With our corpus, we will pass one document at a time to our IndexWriter instance to be tokenized and indexed. The keys associated with document are the document ID and URL, which is just the document file name. At execution time, we use the appropriate method of the IndexSearcher instance to retrieve the relevant document URLs from the Lucene index.

By default, all Lucene search hits are returned with a ranked score. For our case, we only care about the ranking when we measure the ranked query performance. Lucene keyword queries are structured as a single search string. And queries prefix each keyword with a plus sign. Or queries are a space delimited list of keywords. Phrase queries are a space delimited list of keywords enclosed in quotes.

3.2. IBM DB2 Text Information Extender

IBM DB2 Text Information Extender (TIE) is a full-text search engine tightly coupled with the IBM DB2 Universal Database. It supports the creation of full-text indexes on textual DB2 table columns. TIE uses the table primary key to relate inverted index token entries to their original source tuple in the table.
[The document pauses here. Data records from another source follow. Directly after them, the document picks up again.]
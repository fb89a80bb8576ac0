//! Telemetry backends for Tessera.
//!
//! This crate owns the concrete observability stack and the sink interfaces
//! middleware writes to:
//!
//! - **Logging**: `tracing-subscriber` with JSON or pretty output
//! - **Metrics**: Prometheus exposition via the `metrics` crate
//! - **Tracing**: OpenTelemetry spans exported over OTLP
//!
//! # Architecture
//!
//! ```text
//!   ObservabilityMiddleware
//!            │
//!            ▼
//!   ┌──────────────────── TelemetrySinks ────────────────────┐
//!   │  Logger              Tracer              MetricsRecorder│
//!   └────┬───────────────────┬──────────────────────┬────────┘
//!        ▼                   ▼                      ▼
//!   TracingLogger        OtelTracer          MetricsCrateRecorder
//!        │                   │                      │
//!        ▼                   ▼                      ▼
//!   stdout (JSON)      OTLP collector       Prometheus /metrics
//! ```
//!
//! Tests swap in [`memory::MemorySinks`] to assert on exact emissions.
//!
//! # Command Metrics
//!
//! | Metric | Type | Labels |
//! |--------|------|--------|
//! | `tessera_commands_total` | Counter | `command`, `outcome` |
//! | `tessera_command_duration_seconds` | Histogram | `command`, `outcome` |
//!
//! # Example
//!
//! ```rust,ignore
//! use tessera_telemetry::{init_telemetry, TelemetryConfig};
//!
//! #[tokio::main]
//! async fn main() -> anyhow::Result<()> {
//!     let config = TelemetryConfig::builder()
//!         .service_name("docdb")
//!         .metrics_addr("0.0.0.0:9090")
//!         .otlp_endpoint("http://localhost:4317")
//!         .build();
//!
//!     let guard = init_telemetry(config)?;
//!     // the sinks carry the configured namespace
//!     let sinks = guard.sinks();
//!     // hand `sinks` to ObservabilityMiddleware ...
//!     guard.shutdown();
//!     Ok(())
//! }
//! ```

#![warn(missing_docs)]

pub mod config;
pub mod error;
pub mod logging;
pub mod memory;
pub mod metrics;
pub mod sink;
pub mod tracing;

pub use config::{TelemetryConfig, TelemetryConfigBuilder};
pub use error::TelemetryError;
pub use logging::{fields, init_logging, LogConfig, LogFormat, TracingLogger};
pub use memory::{FailingSink, MemoryLogger, MemoryMetrics, MemorySinks, MemoryTracer};
pub use metrics::{init_metrics, render_metrics, MetricsConfig, MetricsCrateRecorder};
pub use sink::{
    Attribute, AttributeValue, Labels, Logger, MetricsRecorder, NoopSpan, Span, SpanStatus,
    TelemetrySinks, Tracer,
};
pub use tracing::{in_span, init_tracing, OtelTracer, TracingConfig};

/// Result type for telemetry operations.
pub type TelemetryResult<T> = Result<T, TelemetryError>;

/// Keeps the installed backends alive.
///
/// Hold the guard for the lifetime of the process. Dropping it (or calling
/// [`TelemetryGuard::shutdown`]) flushes pending spans and shuts the tracer
/// provider down.
pub struct TelemetryGuard {
    service_name: String,
    namespace: String,
    tracer_provider: Option<opentelemetry_sdk::trace::TracerProvider>,
}

impl TelemetryGuard {
    /// Creates a guard for backends installed from `config`.
    #[must_use]
    pub fn new(
        config: &TelemetryConfig,
        tracer_provider: Option<opentelemetry_sdk::trace::TracerProvider>,
    ) -> Self {
        Self {
            service_name: config.service_name.clone(),
            namespace: config.namespace.clone(),
            tracer_provider,
        }
    }

    /// Returns sinks that write to the installed backends, under the
    /// configured service name and metric namespace.
    #[must_use]
    pub fn sinks(&self) -> TelemetrySinks {
        TelemetrySinks::production(self.service_name.clone()).with_namespace(&self.namespace)
    }

    /// Flushes and shuts down explicitly.
    pub fn shutdown(mut self) {
        self.flush_and_shutdown();
    }

    fn flush_and_shutdown(&mut self) {
        let Some(provider) = self.tracer_provider.take() else {
            return;
        };
        for result in provider.force_flush() {
            if let Err(e) = result {
                ::tracing::warn!(error = %e, "Failed to flush tracer provider");
            }
        }
        if let Err(e) = provider.shutdown() {
            ::tracing::warn!(error = %e, "Failed to shut down tracer provider");
        }
    }
}

impl std::fmt::Debug for TelemetryGuard {
    fn fmt(&self, f: &mut std::fmt::Formatter<'_>) -> std::fmt::Result {
        f.debug_struct("TelemetryGuard")
            .field("service_name", &self.service_name)
            .field("namespace", &self.namespace)
            .field("tracing", &self.tracer_provider.is_some())
            .finish()
    }
}

impl Drop for TelemetryGuard {
    fn drop(&mut self) {
        self.flush_and_shutdown();
    }
}

/// Initializes logging, metrics and tracing, in that order.
///
/// Metrics and tracing spawn background work, so this must run inside a
/// Tokio runtime when either is enabled.
///
/// # Errors
///
/// Returns the first [`TelemetryError`] raised by a subsystem.
pub fn init_telemetry(config: TelemetryConfig) -> TelemetryResult<TelemetryGuard> {
    init_logging(&config.logging)?;
    init_metrics(&config.metrics)?;
    let tracer_provider = init_tracing(&config.tracing)?;

    ::tracing::info!(
        service = %config.service_name,
        version = %config.service_version,
        environment = %config.environment,
        "Telemetry initialized"
    );

    Ok(TelemetryGuard::new(&config, tracer_provider))
}

#[cfg(test)]
mod tests {
    use super::*;

    #[test]
    fn test_guard_without_provider() {
        let guard = TelemetryGuard::new(&TelemetryConfig::default(), None);
        assert!(format!("{guard:?}").contains("tracing: false"));
        guard.shutdown();
    }

    #[test]
    fn test_guard_sinks_are_usable() {
        let guard = TelemetryGuard::new(&TelemetryConfig::default(), None);
        let sinks = guard.sinks();
        assert!(sinks
            .logger
            .log(::tracing::Level::INFO, "ready", &[])
            .is_ok());
        assert!(sinks
            .metrics
            .increment_counter("tessera_commands_total", &[])
            .is_ok());
    }

    #[test]
    fn test_guard_sinks_carry_namespace() {
        let config = TelemetryConfig::builder()
            .service_name("docdb")
            .namespace("docdb")
            .build();
        let guard = TelemetryGuard::new(&config, None);

        assert_eq!(guard.sinks().namespace, "docdb");
        assert_eq!(config.metrics.namespace, guard.sinks().namespace);
        assert!(format!("{guard:?}").contains("namespace: \"docdb\""));
    }

    #[test]
    fn test_init_with_everything_disabled() {
        let mut config = TelemetryConfig::development();
        config.logging.enabled = false;
        let guard = init_telemetry(config).unwrap();
        drop(guard);
    }
}
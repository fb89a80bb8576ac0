//! Handler trait for command processing.
//!
//! A [`Handler`] turns one command [`Message`] into one reply or one
//! [`HandlerError`]. Terminal command handlers and every middleware
//! decorator implement the same trait, which is what lets a pipeline nest
//! them freely.

use crate::context::RequestContext;
use crate::error::HandlerResult;
use crate::message::Message;
use std::future::Future;
use std::pin::Pin;
use std::sync::Arc;

/// A boxed future that is `Send` and borrows for `'a`.
pub type BoxFuture<'a, T> = Pin<Box<dyn Future<Output = T> + Send + 'a>>;

/// A shared, type-erased handler.
pub type BoxedHandler = Arc<dyn Handler>;

/// The unit of work: one command in, one reply or error out.
///
/// Handlers are shared by every concurrent request, so they must be
/// `Send + Sync` and hold no per-request mutable state.
///
/// # Invariants
///
/// - Handlers MUST honor cancellation of `ctx` and return promptly with
///   [`HandlerError::Cancelled`](crate::HandlerError::Cancelled) or
///   [`HandlerError::DeadlineExceeded`](crate::HandlerError::DeadlineExceeded)
/// - Handlers MUST NOT retain `ctx` past the returned future
///
/// # Example
///
/// ```
/// use tessera_core::{BoxFuture, Handler, HandlerResult, Message, RequestContext};
///
/// struct Ping;
///
/// impl Handler for Ping {
///     fn handle<'a>(
///         &'a self,
///         _ctx: &'a RequestContext,
///         message: Message,
///     ) -> BoxFuture<'a, HandlerResult> {
///         Box::pin(async move { Ok(Message::new(message.command().clone(), &b"ok"[..])) })
///     }
/// }
/// ```
pub trait Handler: Send + Sync + 'static {
    /// Handles one command.
    ///
    /// # Arguments
    ///
    /// * `ctx` - The request context, including cancellation and deadline
    /// * `message` - The command envelope
    fn handle<'a>(&'a self, ctx: &'a RequestContext, message: Message)
        -> BoxFuture<'a, HandlerResult>;
}

impl<H: Handler + ?Sized> Handler for Arc<H> {
    fn handle<'a>(
        &'a self,
        ctx: &'a RequestContext,
        message: Message,
    ) -> BoxFuture<'a, HandlerResult> {
        (**self).handle(ctx, message)
    }
}

/// A handler created from an async closure.
///
/// The closure receives a clone of the request context; clones share the
/// cancellation token and deadline of the original.
///
/// # Example
///
/// ```
/// use tessera_core::{handler_fn, Message};
///
/// let echo = handler_fn(|_ctx, msg: Message| async move { Ok(msg) });
/// ```
pub struct FnHandler<F> {
    func: F,
}

impl<F> FnHandler<F> {
    /// Creates a new function-based handler.
    pub const fn new(func: F) -> Self {
        Self { func }
    }
}

impl<F> std::fmt::Debug for FnHandler<F> {
    fn fmt(&self, f: &mut std::fmt::Formatter<'_>) -> std::fmt::Result {
        f.debug_struct("FnHandler").finish_non_exhaustive()
    }
}

impl<F, Fut> Handler for FnHandler<F>
where
    F: Fn(RequestContext, Message) -> Fut + Send + Sync + 'static,
    Fut: Future<Output = HandlerResult> + Send + 'static,
{
    fn handle<'a>(
        &'a self,
        ctx: &'a RequestContext,
        message: Message,
    ) -> BoxFuture<'a, HandlerResult> {
        Box::pin((self.func)(ctx.clone(), message))
    }
}

/// Shorthand for [`FnHandler::new`] that pins down the closure signature.
pub fn handler_fn<F, Fut>(func: F) -> FnHandler<F>
where
    F: Fn(RequestContext, Message) -> Fut + Send + Sync + 'static,
    Fut: Future<Output = HandlerResult> + Send + 'static,
{
    FnHandler::new(func)
}

#[cfg(test)]
mod tests {
    use super::*;
    use crate::error::HandlerError;
    use std::time::Duration;

    #[tokio::test]
    async fn test_fn_handler_echo() {
        let handler = handler_fn(|_ctx, msg: Message| async move { Ok(msg) });
        let ctx = RequestContext::new();
        let msg = Message::new("ping", &b"\x01"[..]);

        let reply = handler.handle(&ctx, msg.clone()).await.unwrap();
        assert_eq!(reply, msg);
    }

    #[tokio::test]
    async fn test_boxed_handler_dispatch() {
        let handler: BoxedHandler = Arc::new(handler_fn(|_ctx, _msg| async {
            Err(HandlerError::command(59, "CommandNotFound", "no such command"))
        }));

        let err = handler
            .handle(&RequestContext::new(), Message::empty("frob"))
            .await
            .unwrap_err();
        assert!(matches!(err, HandlerError::Command { code: 59, .. }));
    }

    #[tokio::test(start_paused = true)]
    async fn test_fn_handler_sees_caller_cancellation() {
        let handler = handler_fn(|ctx: RequestContext, _msg| async move {
            ctx.run(async {
                tokio::time::sleep(Duration::from_secs(3600)).await;
                Ok(Message::empty("never"))
            })
            .await
        });

        let ctx = RequestContext::new();
        let canceller = ctx.clone();
        tokio::spawn(async move {
            tokio::time::sleep(Duration::from_millis(10)).await;
            canceller.cancel();
        });

        let err = handler.handle(&ctx, Message::empty("find")).await.unwrap_err();
        assert!(matches!(err, HandlerError::Cancelled));
    }
}
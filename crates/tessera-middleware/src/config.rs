//! Observability middleware configuration.

use tessera_telemetry::metrics::{command_duration_seconds, commands_total, DEFAULT_NAMESPACE};

/// Default cap on command label length, in bytes.
pub const DEFAULT_MAX_LABEL_LEN: usize = 64;

/// Settings for [`ObservabilityMiddleware`](crate::ObservabilityMiddleware).
#[derive(Debug, Clone, PartialEq, Eq)]
pub struct ObservabilityConfig {
    /// Metric name prefix.
    pub namespace: String,

    /// Command labels longer than this collapse to `unknown`.
    pub max_label_len: usize,
}

impl Default for ObservabilityConfig {
    fn default() -> Self {
        Self {
            namespace: DEFAULT_NAMESPACE.to_string(),
            max_label_len: DEFAULT_MAX_LABEL_LEN,
        }
    }
}

impl ObservabilityConfig {
    /// Creates a new configuration builder.
    #[must_use]
    pub fn builder() -> ObservabilityConfigBuilder {
        ObservabilityConfigBuilder::default()
    }

    /// Name of the command counter.
    #[must_use]
    pub fn counter_name(&self) -> String {
        commands_total(&self.namespace)
    }

    /// Name of the command latency histogram.
    #[must_use]
    pub fn histogram_name(&self) -> String {
        command_duration_seconds(&self.namespace)
    }
}

/// Builder for [`ObservabilityConfig`].
#[derive(Debug, Default)]
pub struct ObservabilityConfigBuilder {
    namespace: Option<String>,
    max_label_len: Option<usize>,
}

impl ObservabilityConfigBuilder {
    /// Sets the metric name prefix.
    #[must_use]
    pub fn namespace(mut self, namespace: impl Into<String>) -> Self {
        self.namespace = Some(namespace.into());
        self
    }

    /// Sets the maximum command label length.
    #[must_use]
    pub fn max_label_len(mut self, len: usize) -> Self {
        self.max_label_len = Some(len);
        self
    }

    /// Builds the configuration.
    #[must_use]
    pub fn build(self) -> ObservabilityConfig {
        let defaults = ObservabilityConfig::default();
        ObservabilityConfig {
            namespace: self.namespace.unwrap_or(defaults.namespace),
            max_label_len: self.max_label_len.unwrap_or(defaults.max_label_len),
        }
    }
}

#[cfg(test)]
mod tests {
    use super::*;

    #[test]
    fn test_defaults() {
        let config = ObservabilityConfig::default();
        assert_eq!(config.namespace, "tessera");
        assert_eq!(config.max_label_len, 64);
        assert_eq!(config.counter_name(), "tessera_commands_total");
        assert_eq!(config.histogram_name(), "tessera_command_duration_seconds");
    }

    #[test]
    fn test_builder() {
        let config = ObservabilityConfig::builder()
            .namespace("docdb")
            .max_label_len(16)
            .build();
        assert_eq!(config.counter_name(), "docdb_commands_total");
        assert_eq!(config.max_label_len, 16);
    }
}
TIE is invoked as special function calls over columns, much like an user-defined function.

We create a three column relation named fulltext . The text column is of the type Binary Large Object (BLOB) and contains the full text of the document. Our simple parser creates a single large load file. DB2’s load utility batch loads the data into the relation. Then we invoke TIE to index the text column.

Boolean and phrase queries use the contains function. Ranked queries also use the score function.

And query:

SELECT url

FROM full

WHERE contains (text, ‘”keyword1” & “keyword2” & “keyword3”’)=1

Or query:

SELECT url

FROM full

WHERE contains (text, ‘”keyword1” | “keyword2” | “keyword3”’)=1

Phrase query:

SELECT url

FROM full

WHERE contains (text, ‘”keyword1 keyword2 keyword3”’)=1

Ranked query:

WITH temptable (url, score) AS

(SELECT url, score(text, ‘“keyword1” & “keyword2” & “keyword3”’) FROM fulltext)

SELECT url

FROM temptable

WHERE score>0

ORDER BY score DESC

3.3. Term - Document

In this representation, each tuple corresponds to a term/document pair. The relations are:

tf

idf

url

The bulk load files are created by invoking the Lucene IndexReader to probe the Lucene text index over our corpus. We will discuss this aspect further in sec. 4.

The positionlist attribute of the tf relation is an offset encoded list of all occurrence positions of the given term in the given document. For example, term “hello” appearing in document 2 at positions 10, 100, 102 would be encoded as the tuple

This representation is more compact compared to the Term-Document-Position approach and is well suited for Boolean and ranked queries. In the case of phrase or positional queries, we implement application logic to merge position lists.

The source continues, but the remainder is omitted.